The erasing operation in the flash memories consists in extracting all the charges trapped in the floating gate of each cell by application of one or more erasing pulses.
After the erasing operation, in order to allow a correct data storing operation, particularly if the memory is of multilevel type, it is necessary, in first place, not to let any cell go into depletion (too low threshold) and, in second place, that at the end of the process all cells have a threshold voltage lower than a certain value. In addition, at the end of the process all the thresholds of the cells to be erased must be within a well established and not too wide interval of values.
In a previous Italian patent application No. MI99A00859 filed on Apr. 23, 1999 a method that allows relaxation of the conditions to perform the erasing operation was described. In said method the cells of the memory sector taken into consideration must meet less strict conditions in terms of writing and erasing times, since the new data to be written in the same sector are used as references for each cell. These techniques allow decreasing the average time of the erasing operation.
The erasing operation of a row of a sector of the memory matrix, according to such method, is done by setting a negative voltage on the gate line of the row that must be erased, a positive voltage on the bulk and/or source electrodes of the sector and a positive voltage on the gates of the other rows of the sector, while leaving the drain electrodes, which represent the columns of the memory sector, floating.
The situation that is thus created during the erasing operation is therefore the following: the gate electrodes of the row to be erased are negative, for instance -8V, while those of the remaining rows of the block are positive, for instance +8V, the drain electrodes are floating, the bulk electrodes have a positive voltage, for instance +8V and the source electrodes have a voltage of +8V or they are floating.

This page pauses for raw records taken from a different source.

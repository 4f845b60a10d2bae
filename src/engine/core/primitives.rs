//! Built-in geometry.

use crate::core::Vertex3D;
use nalgebra::{Vector2, Vector3, Vector4};

pub const CUBE_INDICES: [u32; 36] = [
    0, 1, 3, 3, 1, 2, //
    1, 5, 2, 2, 5, 6, //
    5, 4, 6, 6, 4, 7, //
    4, 0, 7, 7, 0, 3, //
    3, 2, 7, 7, 2, 6, //
    4, 5, 0, 0, 5, 1,
];

const CUBE_CORNERS: [([f32; 3], [f32; 4]); 8] = [
    ([-1.0, -1.0, -1.0], [0.0, 0.0, 1.0, 1.0]),
    ([1.0, -1.0, -1.0], [0.0, 1.0, 1.0, 1.0]),
    ([1.0, 1.0, -1.0], [1.0, 0.0, 0.0, 1.0]),
    ([-1.0, 1.0, -1.0], [0.0, 1.0, 0.0, 1.0]),
    ([-1.0, -1.0, 1.0], [1.0, 0.0, 1.0, 1.0]),
    ([1.0, -1.0, 1.0], [1.0, 1.0, 1.0, 1.0]),
    ([1.0, 1.0, 1.0], [0.0, 0.0, 0.0, 1.0]),
    ([-1.0, 1.0, 1.0], [1.0, 1.0, 0.0, 1.0]),
];

/// A cube spanning -1..1 on every axis with one coloured vertex per corner. Normals point
/// away from the centre.
pub fn cube() -> ([Vertex3D; 8], [u32; 36]) {
    let vertices = CUBE_CORNERS.map(|([x, y, z], [r, g, b, a])| {
        let position = Vector3::new(x, y, z);
        Vertex3D::new(
            position,
            position.normalize(),
            Vector3::zeros(),
            Vector4::new(r, g, b, a),
            Vector2::new((x + 1.0) * 0.5, (y + 1.0) * 0.5),
        )
    });

    (vertices, CUBE_INDICES)
}

#[cfg(test)]
mod tests {
    use super::*;

    #[test]
    fn cube_indices_stay_in_range() {
        let (vertices, indices) = cube();
        assert!(indices.iter().all(|&i| (i as usize) < vertices.len()));
        assert_eq!(indices.len() % 3, 0);
    }

    #[test]
    fn every_corner_is_used() {
        let (_, indices) = cube();
        for corner in 0..8u32 {
            assert!(indices.contains(&corner));
        }
    }
}
use bitflags::bitflags;
use winit::event::{DeviceEvent, ElementState, MouseButton, MouseScrollDelta, WindowEvent};
use winit::keyboard::{KeyCode, ModifiersState, PhysicalKey};

bitflags! {
    #[derive(Debug, Copy, Clone, PartialEq, Eq, Hash, Default)]
    pub struct Modifiers: u8 {
        const SHIFT = 1 << 0;
        const CONTROL = 1 << 1;
        const ALT = 1 << 2;
        const SUPER = 1 << 3;
    }
}

impl From<ModifiersState> for Modifiers {
    fn from(state: ModifiersState) -> Self {
        let mut modifiers = Modifiers::empty();
        modifiers.set(Modifiers::SHIFT, state.shift_key());
        modifiers.set(Modifiers::CONTROL, state.control_key());
        modifiers.set(Modifiers::ALT, state.alt_key());
        modifiers.set(Modifiers::SUPER, state.super_key());
        modifiers
    }
}

#[derive(Debug, Copy, Clone, PartialEq, Eq, Hash, Default)]
pub enum WheelAxis {
    #[default]
    Vertical,
    Horizontal,
}

/// Raw input as delivered by the windowing layer.
#[derive(Debug, Copy, Clone, PartialEq)]
pub enum InputEvent {
    Resize { width: u32, height: u32 },
    KeyPressed { key: KeyCode, modifiers: Modifiers },
    KeyReleased { key: KeyCode, modifiers: Modifiers },
    MouseMovedRaw { dx: f32, dy: f32 },
    MouseButtonPressed(MouseButton),
    MouseButtonReleased(MouseButton),
    MouseWheelScrolled { delta: f32, axis: WheelAxis },
}

/// Pixels per wheel line, for touchpads reporting pixel deltas.
const PIXELS_PER_LINE: f32 = 120.0;

impl InputEvent {
    /// Translates a window event. `modifiers` is the modifier state last reported by the
    /// window. Events without a counterpart yield `None`.
    pub fn from_window_event(event: &WindowEvent, modifiers: Modifiers) -> Option<InputEvent> {
        match event {
            WindowEvent::Resized(size) => Some(InputEvent::Resize {
                width: size.width,
                height: size.height,
            }),
            WindowEvent::KeyboardInput { event, .. } => {
                let PhysicalKey::Code(key) = event.physical_key else {
                    return None;
                };
                match event.state {
                    ElementState::Pressed => Some(InputEvent::KeyPressed { key, modifiers }),
                    ElementState::Released => Some(InputEvent::KeyReleased { key, modifiers }),
                }
            }
            WindowEvent::MouseInput { state, button, .. } => match state {
                ElementState::Pressed => Some(InputEvent::MouseButtonPressed(*button)),
                ElementState::Released => Some(InputEvent::MouseButtonReleased(*button)),
            },
            WindowEvent::MouseWheel { delta, .. } => {
                let (x, y) = match delta {
                    MouseScrollDelta::LineDelta(x, y) => (*x, *y),
                    MouseScrollDelta::PixelDelta(pos) => (
                        pos.x as f32 / PIXELS_PER_LINE,
                        pos.y as f32 / PIXELS_PER_LINE,
                    ),
                };
                if y != 0.0 {
                    Some(InputEvent::MouseWheelScrolled {
                        delta: y,
                        axis: WheelAxis::Vertical,
                    })
                } else if x != 0.0 {
                    Some(InputEvent::MouseWheelScrolled {
                        delta: x,
                        axis: WheelAxis::Horizontal,
                    })
                } else {
                    None
                }
            }
            _ => None,
        }
    }

    /// Raw mouse motion arrives as a device event, unaffected by cursor acceleration.
    pub fn from_device_event(event: &DeviceEvent) -> Option<InputEvent> {
        match event {
            DeviceEvent::MouseMotion { delta } => Some(InputEvent::MouseMovedRaw {
                dx: delta.0 as f32,
                dy: delta.1 as f32,
            }),
            _ => None,
        }
    }
}

#[cfg(test)]
mod tests {
    use super::*;
    use winit::dpi::PhysicalSize;

    #[test]
    fn modifiers_from_winit_state() {
        let state = ModifiersState::SHIFT | ModifiersState::CONTROL;
        let modifiers = Modifiers::from(state);
        assert!(modifiers.contains(Modifiers::SHIFT | Modifiers::CONTROL));
        assert!(!modifiers.intersects(Modifiers::ALT | Modifiers::SUPER));
    }

    #[test]
    fn resize_translates() {
        let event = WindowEvent::Resized(PhysicalSize::new(640, 480));
        assert_eq!(
            InputEvent::from_window_event(&event, Modifiers::empty()),
            Some(InputEvent::Resize {
                width: 640,
                height: 480
            })
        );
    }

    #[test]
    fn motion_is_raw() {
        let event = DeviceEvent::MouseMotion { delta: (3.0, -2.0) };
        assert_eq!(
            InputEvent::from_device_event(&event),
            Some(InputEvent::MouseMovedRaw { dx: 3.0, dy: -2.0 })
        );
    }
}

In the traditional methods, in which the erasing operation involves more rows simultaneously, it can occur that during said operation one or more cells undergo depletion. This must be prevented since it would cause a reading error for all cells of that column. Besides, the cell undergoing depletion, according to the traditional method, would not be detectable among the other ones of the same column, and therefore it could not be retrieved by means of proper programming pulses.
In the method according to the application previously referred to a possible depleted cell is instead always detectable and therefore retrievable during the writing or programming operation.
This implies that instead of applying programming pulses alternated to erasing ones, in order to prevent overerasing, that is to prevent that a cell undergoes depletion, only the erasing pulse for a pre-established time is applied. This allows, in addition to an increase in the speed of the programming and writing operations, a simpler control of the memory.
The erasing operation concerns, therefore, a single row that includes a certain number of columns. This means that only a certain number of the addressing bits is necessary in order to specify which block must be erased, while the other bits, that is the ones that select the column, are as a result uninfluential.
It must be finally noticed that, when a programming operation of a memory is carried out, it often happens that several blocks must be programmed, whose minimum unit is of 512 B (byte).
In view of the state of the art above described an object of the present invention is to provide for a circuit and a method for parallel erasing and rewriting of blocks of analog flash cells and related operating method.